When they were in the bathroom, washing the small cuts on their hands, their mother stopped in the door, her arms full of clothes. She looked at her children with a soft smile. She’d been angry when they both came home in ruined clothes, wet and reeking, and Jacob crying, and she’d been ready to take a belt to their thighs, but then she’d seen that they’d hurt themselves, the bloody palms, and she’d been filled with guilt at how angry she’d been and how that anger had felt so good in her lungs for a moment. “Wash up, you all. Wash up.” Tomorrow, she thought, I’ll pray about it. She was tired of praying about her husband, so it felt good to have something else to worry about. Wash where the blood reeks of splintered soil.
Mrs. Shepherd twisted around and looked back at the man. He flicked his tongue out and wagged it below his brown moustache. He would one day fall from a scaffold and end up in the University of Kentucky Medical Center in Lexington with a tube in his throat that allowed a machine to breathe for him. Unable to move, staring at the ceiling for hours when he woke, before they would prop him up and set the television on a station. This, however, is still a number of years off. Right now, he was laughing at the woman and grabbing himself.

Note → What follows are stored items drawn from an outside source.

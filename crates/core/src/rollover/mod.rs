//! Rollover policies: pure decision logic from "today" to an ordered
//! plan of partition operations.

mod plan;
mod policy;

pub use plan::{plan_year, plan_year_month, year_phase, PlanStep, RolloverPlan, YearPhase};
pub use policy::RolloverPolicy;
//! tabroll_client - CLI and execution client for tabroll.

pub mod cli;
pub mod client;
pub mod engine;
pub mod output;

pub use client::{ServiceConfig, TabularClient};
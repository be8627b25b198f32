//! tabroll CLI entry point.

use anyhow::Result;
use chrono::Local;
use clap::Parser;
use tracing_subscriber::{layer::SubscriberExt, util::SubscriberInitExt};

use tabroll_client::cli::{Cli, Commands, OutputFormat};
use tabroll_client::engine::{DeleteMode, PartitionExecutor, RecreateSpec, RunReport};
use tabroll_client::output::{format_output, pretty};
use tabroll_client::{ServiceConfig, TabularClient};
use tabroll_core::partition::{resolve, PartitionIdentity, TimeWindow};
use tabroll_core::rollover::{plan_year, plan_year_month, RolloverPlan, RolloverPolicy};
use tabroll_core::service::{Connection, ExecutionService};
use tabroll_core::tmsl::{ProcessTarget, RefreshMode};

#[tokio::main]
async fn main() -> Result<()> {
    let cli = Cli::parse();

    // Initialize tracing subscriber
    tracing_subscriber::registry()
        .with(
            tracing_subscriber::EnvFilter::try_from_default_env()
                .unwrap_or_else(|_| "tabroll=info".into()),
        )
        .with(tracing_subscriber::fmt::layer())
        .init();

    let config = ServiceConfig {
        endpoint: cli.endpoint.clone(),
        tenant: cli.tenant.clone(),
        credential_ref: cli.credential.clone(),
        location: cli.location.clone(),
    };
    let client = TabularClient::new(config);
    let executor = PartitionExecutor::new(&client);

    match cli.command {
        Commands::Create(cmd) => {
            let window = TimeWindow::new(cmd.start, cmd.end)?;
            let resolved = resolve(
                &cmd.sql,
                &cmd.placeholder,
                &cmd.date_column,
                &window,
                &cmd.prefix,
                cmd.name_format.into(),
            );
            let identity = PartitionIdentity::new(&cmd.database, &cmd.table, &resolved.name);
            let refresh = (!cmd.no_process).then(|| RefreshMode::new(cmd.refresh_mode.clone()));

            let mut report = RunReport::new();
            let result = executor
                .create_partition(
                    &identity,
                    &resolved.query,
                    &cmd.datasource,
                    refresh.as_ref(),
                    &mut report,
                )
                .await;
            emit_report(&report, cli.format, cli.quiet);
            if let Err(error) = result {
                if error.is_fatal() {
                    return Err(error.into());
                }
            }
            exit_on_failure(&report);
        }
        Commands::Delete(cmd) => {
            let identity = PartitionIdentity::new(&cmd.database, &cmd.table, &cmd.partition);
            let mode = if cmd.safe {
                DeleteMode::Safe(RecreateSpec {
                    query: cmd.sql.clone().unwrap_or_default(),
                    data_source: cmd.datasource.clone().unwrap_or_default(),
                    refresh: cmd.refresh_mode.clone().map(RefreshMode::new),
                })
            } else {
                DeleteMode::Plain
            };

            let mut report = RunReport::new();
            let result = executor.delete_partition(&identity, &mode, &mut report).await;
            emit_report(&report, cli.format, cli.quiet);
            if let Err(error) = result {
                if error.is_fatal() {
                    return Err(error.into());
                }
            }
            exit_on_failure(&report);
        }
        Commands::Year(cmd) => {
            let policy = cmd.args.policy();
            let today = cmd
                .args
                .today
                .unwrap_or_else(|| Local::now().date_naive());
            let plan = plan_year(today, &policy)?;
            run_or_print_plan(&executor, &policy, &plan, cmd.args.dry_run, cli.format, cli.quiet)
                .await?;
        }
        Commands::YearMonth(cmd) => {
            let policy = cmd.args.policy();
            let today = cmd
                .args
                .today
                .unwrap_or_else(|| Local::now().date_naive());
            let plan = plan_year_month(today, &policy)?;
            run_or_print_plan(&executor, &policy, &plan, cmd.args.dry_run, cli.format, cli.quiet)
                .await?;
        }
        Commands::Process(cmd) => {
            let target = ProcessTarget::from_parts(
                cmd.database.clone(),
                cmd.table.clone(),
                cmd.partition.clone(),
            );
            let mut report = RunReport::new();
            let result = executor
                .process(target, RefreshMode::new(cmd.refresh_mode.clone()), &mut report)
                .await;
            emit_report(&report, cli.format, cli.quiet);
            if let Err(error) = result {
                if error.is_fatal() {
                    return Err(error.into());
                }
            }
            exit_on_failure(&report);
        }
    }

    Ok(())
}

/// Executes a rollover plan, or prints it when dry-running.
async fn run_or_print_plan<S: ExecutionService + Connection>(
    executor: &PartitionExecutor<'_, S>,
    policy: &RolloverPolicy,
    plan: &RolloverPlan,
    dry_run: bool,
    format: OutputFormat,
    quiet: bool,
) -> Result<()> {
    if dry_run {
        match format {
            OutputFormat::Json => println!("{}", format_output(plan, format)),
            OutputFormat::Pretty => println!("{}", pretty::format_plan(policy, plan)),
        }
        return Ok(());
    }
    let report = executor.run_plan(policy, plan).await?;
    emit_report(&report, format, quiet);
    exit_on_failure(&report);
    Ok(())
}

/// Prints a run report. With `--quiet`, a fully successful pretty
/// report is suppressed; failures always print.
fn emit_report(report: &RunReport, format: OutputFormat, quiet: bool) {
    match format {
        OutputFormat::Json => println!("{}", format_output(report, format)),
        OutputFormat::Pretty => {
            if !quiet || !report.succeeded() {
                println!("{}", pretty::format_report(report));
            }
        }
    }
}

/// Step failures were already reported per step; the process still
/// signals them through its exit code.
fn exit_on_failure(report: &RunReport) {
    if !report.succeeded() {
        std::process::exit(1);
    }
}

The morning air, low lying, pregnant with morning light. Sunlight smeared over the hills and green leaves of the now full trees. All was still, dappled, right. That otherworldly haze draped over the world outside, something reserved for another life.

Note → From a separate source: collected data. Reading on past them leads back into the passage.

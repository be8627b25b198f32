use async_trait::async_trait;

use crate::tmsl::{ProcessingRequest, TmslScript};

use super::Result;

/// Remote execution service accepting declarative documents and
/// processing commands. Both are black-box RPCs: callers see success or
/// failure and never inspect response bodies.
#[async_trait]
pub trait ExecutionService: Send + Sync {
    /// Runs a declarative operation document.
    async fn execute(&self, document: &TmslScript) -> Result<()>;

    /// Runs a processing command.
    async fn process(&self, request: &ProcessingRequest) -> Result<()>;
}

/// Authenticated session with the execution service.
///
/// Tenant, credential reference, and location travel in the
/// implementation's configuration rather than per call, so connecting is
/// a plain precondition checked once per public operation.
#[async_trait]
pub trait Connection: Send + Sync {
    fn is_connected(&self) -> bool;

    /// Establishes the session. Failure is fatal to the invocation.
    async fn connect(&self) -> Result<()>;
}
//! Recording execution service for engine tests.

use std::sync::atomic::{AtomicBool, AtomicUsize, Ordering};
use std::sync::Mutex;

use async_trait::async_trait;

use tabroll_core::service::{Connection, ExecutionService, Result, ServiceError};
use tabroll_core::tmsl::{ProcessingRequest, TmslScript};

/// In-memory service that records every call and can be told to fail
/// specific ones.
#[derive(Debug, Default)]
pub(crate) struct RecordingService {
    scripts: Mutex<Vec<String>>,
    requests: Mutex<Vec<ProcessingRequest>>,
    connected: AtomicBool,
    connect_calls: AtomicUsize,
    fail_connect: bool,
    fail_process: bool,
    fail_execute_containing: Option<String>,
}

impl RecordingService {
    pub(crate) fn new() -> Self {
        Self::default()
    }

    /// A service that already holds a session.
    pub(crate) fn connected() -> Self {
        let service = Self::default();
        service.connected.store(true, Ordering::SeqCst);
        service
    }

    pub(crate) fn failing_connect(mut self) -> Self {
        self.fail_connect = true;
        self
    }

    pub(crate) fn failing_process(mut self) -> Self {
        self.fail_process = true;
        self
    }

    /// Fails every `execute` whose document contains the pattern.
    pub(crate) fn failing_execute_containing(mut self, pattern: &str) -> Self {
        self.fail_execute_containing = Some(pattern.to_string());
        self
    }

    pub(crate) fn scripts(&self) -> Vec<String> {
        self.scripts.lock().unwrap().clone()
    }

    pub(crate) fn requests(&self) -> Vec<ProcessingRequest> {
        self.requests.lock().unwrap().clone()
    }

    pub(crate) fn connect_calls(&self) -> usize {
        self.connect_calls.load(Ordering::SeqCst)
    }
}

#[async_trait]
impl Connection for RecordingService {
    fn is_connected(&self) -> bool {
        self.connected.load(Ordering::SeqCst)
    }

    async fn connect(&self) -> Result<()> {
        self.connect_calls.fetch_add(1, Ordering::SeqCst);
        if self.fail_connect {
            return Err(ServiceError::Connection("refused".to_string()));
        }
        self.connected.store(true, Ordering::SeqCst);
        Ok(())
    }
}

#[async_trait]
impl ExecutionService for RecordingService {
    async fn execute(&self, document: &TmslScript) -> Result<()> {
        let body = document.as_str().to_string();
        let failing = self
            .fail_execute_containing
            .as_deref()
            .is_some_and(|pattern| body.contains(pattern));
        self.scripts.lock().unwrap().push(body);
        if failing {
            return Err(ServiceError::Execution("rejected".to_string()));
        }
        Ok(())
    }

    async fn process(&self, request: &ProcessingRequest) -> Result<()> {
        self.requests.lock().unwrap().push(request.clone());
        if self.fail_process {
            return Err(ServiceError::Processing("refresh failed".to_string()));
        }
        Ok(())
    }
}
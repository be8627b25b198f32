use chrono::NaiveDate;
use serde::Serialize;

use super::types::{NameFormat, TimeWindow};

/// A partition name and the query bound to its window.
#[derive(Debug, Clone, PartialEq, Eq, Serialize)]
pub struct ResolvedPartition {
    pub name: String,
    pub query: String,
    pub window: TimeWindow,
}

/// Derives the partition name for a window anchor.
///
/// The same `(prefix, anchor, format)` triple always produces the same
/// name, which is what makes create-or-replace and targeted deletes
/// idempotent without consulting server state.
pub fn partition_name(prefix: &str, anchor: NaiveDate, format: NameFormat) -> String {
    format!("{}{}", prefix, format.render(anchor))
}

/// Resolves a SQL template and window into a named partition query.
///
/// The placeholder is replaced at its first occurrence only. A template
/// without the placeholder is passed through unchanged; supplying a
/// template that carries the token when a time filter is required is the
/// caller's responsibility.
pub fn resolve(
    template: &str,
    placeholder: &str,
    date_column: &str,
    window: &TimeWindow,
    prefix: &str,
    format: NameFormat,
) -> ResolvedPartition {
    let condition = window.condition(date_column);
    ResolvedPartition {
        name: partition_name(prefix, window.start, format),
        query: template.replacen(placeholder, &condition, 1),
        window: window.clone(),
    }
}
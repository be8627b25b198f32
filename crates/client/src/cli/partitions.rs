//! Partition create/delete commands.

use chrono::NaiveDate;
use clap::Parser;

use super::NameFormatArg;

/// Create a partition bound to an explicit time window.
#[derive(Debug, Parser)]
pub struct CreateCommand {
    /// Target database.
    #[arg(long)]
    pub database: String,
    /// Target table.
    #[arg(long)]
    pub table: String,
    /// Partition name prefix, e.g. `Fact_`.
    #[arg(long)]
    pub prefix: String,
    /// Data source name for the partition definition.
    #[arg(long)]
    pub datasource: String,
    /// SQL template carrying the placeholder token once.
    #[arg(long)]
    pub sql: String,
    /// Placeholder token replaced by the window condition.
    #[arg(long, default_value = "{0}")]
    pub placeholder: String,
    /// Date column compared against the window boundaries.
    #[arg(long)]
    pub date_column: String,
    /// Window start (YYYY-MM-DD), also the naming anchor.
    #[arg(long)]
    pub start: NaiveDate,
    /// Window end, exclusive (YYYY-MM-DD).
    #[arg(long)]
    pub end: NaiveDate,
    /// Naming pattern applied to the start date.
    #[arg(long, value_enum, default_value = "month-year")]
    pub name_format: NameFormatArg,
    /// Refresh mode for the processing step.
    #[arg(long, default_value = "automatic")]
    pub refresh_mode: String,
    /// Create without processing.
    #[arg(long)]
    pub no_process: bool,
}

/// Delete a partition by its full name.
#[derive(Debug, Parser)]
pub struct DeleteCommand {
    /// Target database.
    #[arg(long)]
    pub database: String,
    /// Target table.
    #[arg(long)]
    pub table: String,
    /// Full partition name.
    #[arg(long)]
    pub partition: String,
    /// Recreate the partition first so the delete never targets a
    /// missing object.
    #[arg(long)]
    pub safe: bool,
    /// Recreate query (safe mode).
    #[arg(long, required_if_eq("safe", "true"))]
    pub sql: Option<String>,
    /// Recreate data source (safe mode).
    #[arg(long, required_if_eq("safe", "true"))]
    pub datasource: Option<String>,
    /// Refresh the recreated partition before deleting (safe mode).
    #[arg(long)]
    pub refresh_mode: Option<String>,
}
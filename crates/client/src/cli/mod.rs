//! CLI command definitions.

pub mod partitions;
pub mod process;
pub mod rollover;

use clap::{Parser, Subcommand, ValueEnum};

use tabroll_core::partition::NameFormat;

/// Partition lifecycle automation for tabular models.
#[derive(Debug, Parser)]
#[command(name = "tabroll")]
#[command(about = "Partition lifecycle automation for tabular models", long_about = None)]
pub struct Cli {
    /// Execution service endpoint.
    #[arg(long, env = "TABROLL_ENDPOINT", default_value = "http://localhost:8080")]
    pub endpoint: String,

    /// Tenant of the service session.
    #[arg(long, env = "TABROLL_TENANT", default_value = "")]
    pub tenant: String,

    /// Credential reference; resolved by the service, never read here.
    #[arg(long, env = "TABROLL_CREDENTIAL", default_value = "")]
    pub credential: String,

    /// Service location.
    #[arg(long, env = "TABROLL_LOCATION", default_value = "")]
    pub location: String,

    /// Output format.
    #[arg(long, default_value = "pretty")]
    pub format: OutputFormat,

    /// Suppress non-essential output.
    #[arg(long)]
    pub quiet: bool,

    #[command(subcommand)]
    pub command: Commands,
}

/// Output format options.
#[derive(Debug, Clone, Copy, Default, ValueEnum)]
pub enum OutputFormat {
    /// Raw JSON output.
    Json,
    /// Human-readable output.
    #[default]
    Pretty,
}

/// CLI naming pattern (with clap ValueEnum).
#[derive(Debug, Clone, Copy, ValueEnum)]
pub enum NameFormatArg {
    /// `2019`
    Year,
    /// `Jan-2019`
    MonthYear,
}

impl From<NameFormatArg> for NameFormat {
    fn from(format: NameFormatArg) -> Self {
        match format {
            NameFormatArg::Year => NameFormat::Year,
            NameFormatArg::MonthYear => NameFormat::MonthYear,
        }
    }
}

/// Available commands.
#[derive(Debug, Subcommand)]
pub enum Commands {
    /// Create a time-based partition.
    Create(partitions::CreateCommand),
    /// Delete a partition, optionally via the safe-delete protocol.
    Delete(partitions::DeleteCommand),
    /// Year-policy rollover.
    Year(rollover::YearCommand),
    /// Year+month-policy rollover.
    YearMonth(rollover::YearMonthCommand),
    /// Ad-hoc processing at database, table, or partition scope.
    Process(process::ProcessCommand),
}
use chrono::NaiveDate;
use serde::{Deserialize, Serialize};

use super::error::WindowError;

/// Boundary literal format. Sortable and locale-free, so the rendered
/// condition compares correctly regardless of the session locale.
const BOUNDARY_FORMAT: &str = "%Y%m%d";

/// A half-open calendar window `[start, end)` over a date column.
#[derive(Debug, Clone, PartialEq, Eq, Serialize, Deserialize)]
pub struct TimeWindow {
    pub start: NaiveDate,
    /// Exclusive upper bound.
    pub end: NaiveDate,
}

impl TimeWindow {
    /// Creates a window, enforcing `start < end`.
    pub fn new(start: NaiveDate, end: NaiveDate) -> Result<Self, WindowError> {
        if start >= end {
            return Err(WindowError::EmptyWindow { start, end });
        }
        Ok(Self { start, end })
    }

    /// Whole calendar year `[Jan 1, Jan 1 of the next year)`.
    pub fn year(year: i32) -> Result<Self, WindowError> {
        let start = first_of(year, 1)?;
        let end = first_of(year + 1, 1)?;
        Ok(Self { start, end })
    }

    /// Whole calendar month `[first of month, first of the next month)`.
    pub fn month(year: i32, month: u32) -> Result<Self, WindowError> {
        let start = first_of(year, month)?;
        let end = if month == 12 {
            first_of(year + 1, 1)?
        } else {
            first_of(year, month + 1)?
        };
        Ok(Self { start, end })
    }

    /// Range condition over `column` with `YYYYMMDD` boundary literals.
    pub fn condition(&self, column: &str) -> String {
        format!(
            "{} >= '{}' AND {} < '{}'",
            column,
            self.start.format(BOUNDARY_FORMAT),
            column,
            self.end.format(BOUNDARY_FORMAT)
        )
    }
}

fn first_of(year: i32, month: u32) -> Result<NaiveDate, WindowError> {
    NaiveDate::from_ymd_opt(year, month, 1).ok_or(WindowError::OutOfRange { year, month })
}

/// Date pattern applied to a window's start date when naming a partition.
#[derive(Debug, Clone, Copy, PartialEq, Eq, Serialize, Deserialize)]
#[serde(rename_all = "kebab-case")]
pub enum NameFormat {
    /// `2019`
    Year,
    /// `Jan-2019`
    MonthYear,
}

impl NameFormat {
    /// Renders the anchor date under this pattern.
    pub fn render(&self, anchor: NaiveDate) -> String {
        match self {
            NameFormat::Year => anchor.format("%Y").to_string(),
            NameFormat::MonthYear => anchor.format("%b-%Y").to_string(),
        }
    }
}

/// Fully resolved partition coordinates on the remote model.
#[derive(Debug, Clone, PartialEq, Eq, Serialize, Deserialize)]
pub struct PartitionIdentity {
    pub database: String,
    pub table: String,
    pub partition: String,
}

impl PartitionIdentity {
    /// Creates an identity from its three coordinates.
    pub fn new(
        database: impl Into<String>,
        table: impl Into<String>,
        partition: impl Into<String>,
    ) -> Self {
        Self {
            database: database.into(),
            table: table.into(),
            partition: partition.into(),
        }
    }
}

#[cfg(test)]
mod tests {
    use super::*;

    fn date(y: i32, m: u32, d: u32) -> NaiveDate {
        NaiveDate::from_ymd_opt(y, m, d).unwrap()
    }

    #[test]
    fn test_window_rejects_empty_range() {
        assert!(matches!(
            TimeWindow::new(date(2020, 2, 1), date(2020, 1, 1)),
            Err(WindowError::EmptyWindow { .. })
        ));
        assert!(matches!(
            TimeWindow::new(date(2020, 1, 1), date(2020, 1, 1)),
            Err(WindowError::EmptyWindow { .. })
        ));
    }

    #[test]
    fn test_year_window_bounds() {
        let window = TimeWindow::year(2019).unwrap();
        assert_eq!(window.start, date(2019, 1, 1));
        assert_eq!(window.end, date(2020, 1, 1));
    }

    #[test]
    fn test_month_window_bounds() {
        let window = TimeWindow::month(2018, 1).unwrap();
        assert_eq!(window.start, date(2018, 1, 1));
        assert_eq!(window.end, date(2018, 2, 1));
    }

    #[test]
    fn test_december_window_rolls_into_next_year() {
        let window = TimeWindow::month(2019, 12).unwrap();
        assert_eq!(window.start, date(2019, 12, 1));
        assert_eq!(window.end, date(2020, 1, 1));
    }

    #[test]
    fn test_month_window_rejects_invalid_month() {
        assert_eq!(
            TimeWindow::month(2019, 13),
            Err(WindowError::OutOfRange {
                year: 2019,
                month: 13
            })
        );
    }

    #[test]
    fn test_condition_uses_sortable_boundaries() {
        let window = TimeWindow::month(2018, 1).unwrap();
        assert_eq!(
            window.condition("Date"),
            "Date >= '20180101' AND Date < '20180201'"
        );
    }

    #[test]
    fn test_name_format_year() {
        assert_eq!(NameFormat::Year.render(date(2019, 1, 1)), "2019");
    }

    #[test]
    fn test_name_format_month_year() {
        assert_eq!(NameFormat::MonthYear.render(date(2019, 6, 1)), "Jun-2019");
        assert_eq!(NameFormat::MonthYear.render(date(2019, 12, 1)), "Dec-2019");
    }
}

“I get up pretty early. I start showing houses as early as I can. My husband teaches. We’ve lived here for years. I spend a lot of time driving around, but it’s not so bad, the countryside and all—”

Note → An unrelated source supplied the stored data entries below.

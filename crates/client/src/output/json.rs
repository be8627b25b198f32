//! JSON output formatting.

/// Format a value as JSON.
pub fn format_json<T: serde::Serialize>(value: &T) -> String {
    serde_json::to_string(value).unwrap_or_default()
}
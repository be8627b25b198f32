//! Pretty output formatting.

use tabroll_core::partition::partition_name;
use tabroll_core::rollover::{PlanStep, RolloverPlan, RolloverPolicy};

use crate::engine::{RunReport, StepKind, StepOutcome};

fn kind_label(kind: StepKind) -> &'static str {
    match kind {
        StepKind::Create => "create",
        StepKind::Process => "process",
        StepKind::Recreate => "recreate",
        StepKind::Delete => "delete",
    }
}

/// Format a run report for display.
pub fn format_report(report: &RunReport) -> String {
    if report.steps.is_empty() {
        return "No steps executed.".to_string();
    }
    let mut output = format!("STEPS ({})\n", report.steps.len());
    output.push_str(&"-".repeat(40));
    for step in &report.steps {
        match &step.outcome {
            StepOutcome::Ok => output.push_str(&format!(
                "\n{:<9} {:<24} ok",
                kind_label(step.kind),
                step.target
            )),
            StepOutcome::Failed(detail) => output.push_str(&format!(
                "\n{:<9} {:<24} FAILED: {}",
                kind_label(step.kind),
                step.target,
                detail
            )),
        }
    }
    output.push('\n');
    output
}

/// Format a computed rollover plan for display.
pub fn format_plan(policy: &RolloverPolicy, plan: &RolloverPlan) -> String {
    if plan.is_empty() {
        return "Empty plan.".to_string();
    }
    let mut output = format!("PLAN ({} steps)\n", plan.len());
    output.push_str(&"-".repeat(40));
    for step in &plan.steps {
        match step {
            PlanStep::Ensure {
                window,
                name_format,
                process,
                refresh_override,
            } => {
                let name = partition_name(&policy.partition_prefix, window.start, *name_format);
                let refresh = if *process {
                    refresh_override
                        .as_ref()
                        .unwrap_or(&policy.refresh_mode)
                        .to_string()
                } else {
                    "none".to_string()
                };
                output.push_str(&format!(
                    "\nensure  {:<24} [{}, {})  refresh={}",
                    name, window.start, window.end, refresh
                ));
            }
            PlanStep::Retire {
                window,
                name_format,
            } => {
                let name = partition_name(&policy.partition_prefix, window.start, *name_format);
                output.push_str(&format!(
                    "\nretire  {:<24} [{}, {})",
                    name, window.start, window.end
                ));
            }
        }
    }
    output.push('\n');
    output
}
//! tabroll_core - partition lifecycle engine for tabular models.
//!
//! Everything in this crate is pure: time windows are resolved into
//! partition names and queries, operations are rendered into TMSL
//! documents, and rollover policies compute ordered plans from a date.
//! Network I/O lives behind the [`service`] traits and is implemented by
//! the client crate.

pub mod partition;
pub mod rollover;
pub mod service;
pub mod tmsl;
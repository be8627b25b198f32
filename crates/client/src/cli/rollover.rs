//! Rollover policy commands.

use chrono::NaiveDate;
use clap::{Args, Parser};

use tabroll_core::rollover::RolloverPolicy;
use tabroll_core::tmsl::RefreshMode;

/// Parameters shared by both rollover policies.
#[derive(Debug, Args)]
pub struct RolloverArgs {
    /// Target database.
    #[arg(long)]
    pub database: String,
    /// Target table.
    #[arg(long)]
    pub table: String,
    /// Data source name for partition definitions.
    #[arg(long)]
    pub datasource: String,
    /// Partition name prefix, e.g. `Fact_`.
    #[arg(long)]
    pub prefix: String,
    /// SQL template carrying the placeholder token once.
    #[arg(long)]
    pub sql: String,
    /// Placeholder token replaced by the window condition.
    #[arg(long, default_value = "{0}")]
    pub placeholder: String,
    /// Date column compared against window boundaries.
    #[arg(long)]
    pub date_column: String,
    /// Default refresh mode for processing steps.
    #[arg(long, default_value = "automatic")]
    pub refresh_mode: String,
    /// Create partitions without processing them.
    #[arg(long)]
    pub create_only: bool,
    /// Print the computed plan without calling the service.
    #[arg(long)]
    pub dry_run: bool,
    /// Evaluate the policy as if today were this date (YYYY-MM-DD).
    #[arg(long)]
    pub today: Option<NaiveDate>,
}

impl RolloverArgs {
    /// Builds the immutable policy for one evaluation.
    pub fn policy(&self) -> RolloverPolicy {
        RolloverPolicy {
            database: self.database.clone(),
            table: self.table.clone(),
            data_source: self.datasource.clone(),
            partition_prefix: self.prefix.clone(),
            sql_template: self.sql.clone(),
            placeholder: self.placeholder.clone(),
            date_column: self.date_column.clone(),
            refresh_mode: RefreshMode::new(self.refresh_mode.clone()),
            create_only: self.create_only,
        }
    }
}

/// Year-policy rollover command.
#[derive(Debug, Parser)]
pub struct YearCommand {
    #[command(flatten)]
    pub args: RolloverArgs,
}

/// Year+month-policy rollover command.
#[derive(Debug, Parser)]
pub struct YearMonthCommand {
    #[command(flatten)]
    pub args: RolloverArgs,
}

This commute gave Mrs. Shepherd lots of time in her gold Oldsmobile with her audiobooks. Six Steps to Personal Success and Wealth and Weight Loss. Each morning, golden sunrise behind her, she masticated maple-flavored sausage biscuits from Hardee’s, and each evening, sunset behind her, she sipped Biggie-sized sodas from Wendy’s. It kept her out of the house.
“I have a daughter. She runs a nonprofit for women.” There is a moment that she faces when meeting with new clients, the questions about her family, whether she says she has two children and then has to explain the loss of one or whether she says that she only has one and lets it go at that. When she has told people that she has two children and they ask what her son does, she is faced with a second choice — how much detail to go into. “We lost him.” Or, “He’s gone.” Or— What was too much? Too much for her, for the person listening. She never knew the right euphemism. Her instincts told her that people did not like being on the receiving end of such a story, especially in a business setting, when sitting down with a young couple, looking to buy their first home. A young couple with children of their own. Usually she opted to only name Leah and explain Leah’s work, which most people reacted positively to, but on occasion she met someone whom she felt a harmony with, who she sensed would be receptive to the story. Or perhaps she was only giving in, to the detriment of her sales numbers that month, to the sudden and periodic need to speak it, to give voice to her life, her loss. Perhaps the people she told didn’t want to hear this sad story any more than any other person at 10:15 in the morning looking at a 3 br, 2.5 bath, starter home in great neighborhood, great schools, central AC. Maybe her instincts were failing her and she was reading these few wrong. Or maybe some people cared enough that she could sense it. She didn’t know. “Look at how the light comes in.”
“You think he’s really going to do something? Like come here and shoot us up or something?”
“No, that would mean that he had to put pants on and go out.”
The abandoned pool of the Old Country Club was empty, an hourglass. The empty hourglass full of broken glass and sun-bleached cans glittering with slugs. On the crumbling plaster was written names of loves long since dead. Night held remaining moon. In the halls, cries were peeling paper. Horses sense haints. “Some of you are living in loneliness. Like a bird in a sack.” The preacher shuffled his papers, forgot the passage. In the summer, weeks are all the same. “The soil cries with his blood that only the Lord can hear. This mark to protect him against every hand.”